Pergunte a alguém que tenha vivido a crise dos anos 30 para saber se o que eu
digo é exagero.
Não se assuste, como já percebeu, eu e você fazemos mais ou menos as
mesmas coisas e buscamos mais ou menos a mesma tranquilidade e paz de espírito.
É bom deitar a cabeça no travesseiro à noite sabendo que está tudo bem, certo? Contudo, leitor, entenda que essa sua sensação de controle da situação
ou, em outras palavras, de poder, não é mais que uma ilusão. Evidente que não
estou fazendo aqui nenhuma apologia para que abandone todas suas praticas
salutares já que "tudo é uma ilusão". Não! Observadas as condições
normais de temperatura e pressão, vulgo CNTP, as medidas costumeiras que o
senhor toma para precaver ou remediar seus males funcionam perfeitamente. Por
favor, siga pondo-as em prática! O que eu quero só que o senhor entenda é que,
muito embora essas ações funcionem muito bem sob CNTP, o senhor não controla
nem a temperatura e nem a pressão!
Chega um dia (ou uma dezena deles) na vida de um homem - seja rico, ou podre; poderoso, ou modesto
- e, se não chegou ainda, é quase certo de que chegará,
em que ele simplesmente se vê impotente diante do que a vida lhe impõe. E a
impotência, meus caros, é o pior dos sentimentos... Se verá impotente, ainda
que culto e rico em práticas pedagógicas, diante de um filho que escolhe
enveredar-se por caminhos tortuosos sem que ele nada possa fazer... Se verá
impotente, ainda que abastado, quando a doença o acometer, roubando-lhe sua
disposição ou suas faculdades... Se verá impotente diante de um amor que parte
revel ao seu querer... Se verá impotente diante da morte, ainda que creia na
vida após essa, pois enquanto ainda estiverem separados, nada poderá fazer...

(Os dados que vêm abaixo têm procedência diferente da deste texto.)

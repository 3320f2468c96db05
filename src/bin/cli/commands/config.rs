use anyhow::Result;

use davlink_lib::Settings;

use crate::app::App;
use crate::OutputFormat;

const PASSWORD_MASK: &str = "********";

fn masked(settings: &Settings) -> Settings {
    let mut settings = settings.clone();
    if !settings.password.is_empty() {
        settings.password = PASSWORD_MASK.to_string();
    }
    settings
}

pub fn run_show(app: &App, format: &OutputFormat) -> Result<()> {
    let settings = masked(&app.settings);

    match format {
        OutputFormat::Json => {
            println!("{}", serde_json::to_string_pretty(&settings)?);
        }
        OutputFormat::Plain => {
            println!("Settings file: {}", app.settings_path.display());
            let value = serde_json::to_value(&settings)?;
            if let Some(fields) = value.as_object() {
                for (key, value) in fields {
                    let value = match value {
                        serde_json::Value::String(s) => s.clone(),
                        other => other.to_string(),
                    };
                    println!("  {} = {}", key, value);
                }
            }
        }
    }
    Ok(())
}

pub fn run_set(app: &mut App, key: &str, value: &str, format: &OutputFormat) -> Result<()> {
    app.settings.set_option(key, value)?;
    app.save_settings()?;

    match format {
        OutputFormat::Json => {
            println!("{}", serde_json::to_string_pretty(&masked(&app.settings))?);
        }
        OutputFormat::Plain => {
            println!("Saved {} to {}", key, app.settings_path.display());
        }
    }
    Ok(())
}
//! Line-oriented editor access for cursor-driven link actions.

use crate::link::{link_at, LinkInfo};

/// Cursor position: zero-based line and character column
#[derive(Debug, Clone, Copy, Default, PartialEq, Eq)]
pub struct Cursor {
    pub line: usize,
    pub ch: usize,
}

/// The host editor, as far as link actions need it
pub trait Editor {
    fn line(&self, n: usize) -> Option<String>;

    fn set_line(&mut self, n: usize, text: &str);

    fn cursor(&self) -> Cursor;
}

/// In-memory [`Editor`] over a note's text
#[derive(Debug, Clone, Default, PartialEq, Eq)]
pub struct TextBuffer {
    lines: Vec<String>,
    cursor: Cursor,
}

impl TextBuffer {
    pub fn new(text: &str) -> Self {
        Self {
            lines: text.split('\n').map(str::to_string).collect(),
            cursor: Cursor::default(),
        }
    }

    pub fn with_cursor(mut self, line: usize, ch: usize) -> Self {
        self.cursor = Cursor { line, ch };
        self
    }

    pub fn text(&self) -> String {
        self.lines.join("\n")
    }

    pub fn line_count(&self) -> usize {
        self.lines.len()
    }
}

impl Editor for TextBuffer {
    fn line(&self, n: usize) -> Option<String> {
        self.lines.get(n).cloned()
    }

    fn set_line(&mut self, n: usize, text: &str) {
        if let Some(line) = self.lines.get_mut(n) {
            *line = text.to_string();
        }
    }

    fn cursor(&self) -> Cursor {
        self.cursor
    }
}

/// Byte offset of character column `ch`, clamped to the end of the line
fn byte_offset(line: &str, ch: usize) -> usize {
    line.char_indices().nth(ch).map(|(idx, _)| idx).unwrap_or(line.len())
}

/// The link under character column `ch` of `line`. A cursor on the boundary
/// of two adjacent links selects the earlier one.
pub fn selected_link(line: &str, ch: usize) -> Option<LinkInfo> {
    link_at(line, byte_offset(line, ch))
}

/// Replace `link` on line `line_no` with `new_text`. Returns `false` when the
/// line no longer holds the link at its recorded span.
pub fn replace_link(editor: &mut dyn Editor, line_no: usize, link: &LinkInfo, new_text: &str) -> bool {
    let Some(line) = editor.line(line_no) else {
        return false;
    };
    if line.get(link.start..link.end) != Some(link.raw.as_str()) {
        return false;
    }

    let updated = format!("{}{}{}", &line[..link.start], new_text, &line[link.end..]);
    editor.set_line(line_no, &updated);
    true
}

#[cfg(test)]
mod tests {
    use super::*;

    #[test]
    fn test_buffer_round_trips_text() {
        let text = "# Title\n\n![[a.png]]\n";
        let buffer = TextBuffer::new(text);
        assert_eq!(buffer.line_count(), 4);
        assert_eq!(buffer.line(2).as_deref(), Some("![[a.png]]"));
        assert_eq!(buffer.text(), text);
    }

    #[test]
    fn test_selected_link_uses_character_columns() {
        let line = "写真 ![[a.png]] and [b](b.png) end";
        assert_eq!(selected_link(line, 5).unwrap().path, "a.png");
        assert_eq!(selected_link(line, 20).unwrap().path, "b.png");
        assert!(selected_link(line, 1).is_none());
        assert!(selected_link(line, 100).is_none());
    }

    #[test]
    fn test_selected_link_prefers_earlier_on_boundary() {
        let line = "[[a.png]][[b.png]]";
        assert_eq!(selected_link(line, 9).unwrap().path, "a.png");
    }

    #[test]
    fn test_replace_link() {
        let mut buffer = TextBuffer::new("x\nsee [[a.png]] here").with_cursor(1, 6);
        let link = selected_link(&buffer.line(1).unwrap(), buffer.cursor().ch).unwrap();

        assert!(replace_link(&mut buffer, 1, &link, "![a](https://s/a.png)"));
        assert_eq!(buffer.text(), "x\nsee ![a](https://s/a.png) here");

        // the span is stale now
        assert!(!replace_link(&mut buffer, 1, &link, ""));
        assert!(!replace_link(&mut buffer, 5, &link, ""));
    }
}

Percebe, senhor, seu poder não é nada! E sua segurança não é mais forte do
que o barbante que amarra um elefante! Quando caminha altivo, com a cerviz em
riste (se acaso o faz), o senhor apenas sustenta um conto de fadas tão
verdadeiro quanto aqueles que contam para as crianças dormirem. Ou se maltrata ou despreza seu semelhante (talvez não o julgue tão semelhante assim ao distinto senhor), saiba, contudo,
que ao simples querer dos elementos, as nuvens podem enegrecer o seu céu, as
vagas podem varrer o seu mar, o seu chão pode se abrir e tragá-lo num piscar de
olhos. "Pulvis es et in pulverem reverteris" - do pó ao pó - é o que está infalivelmente decretado, tudo mais é vaidade.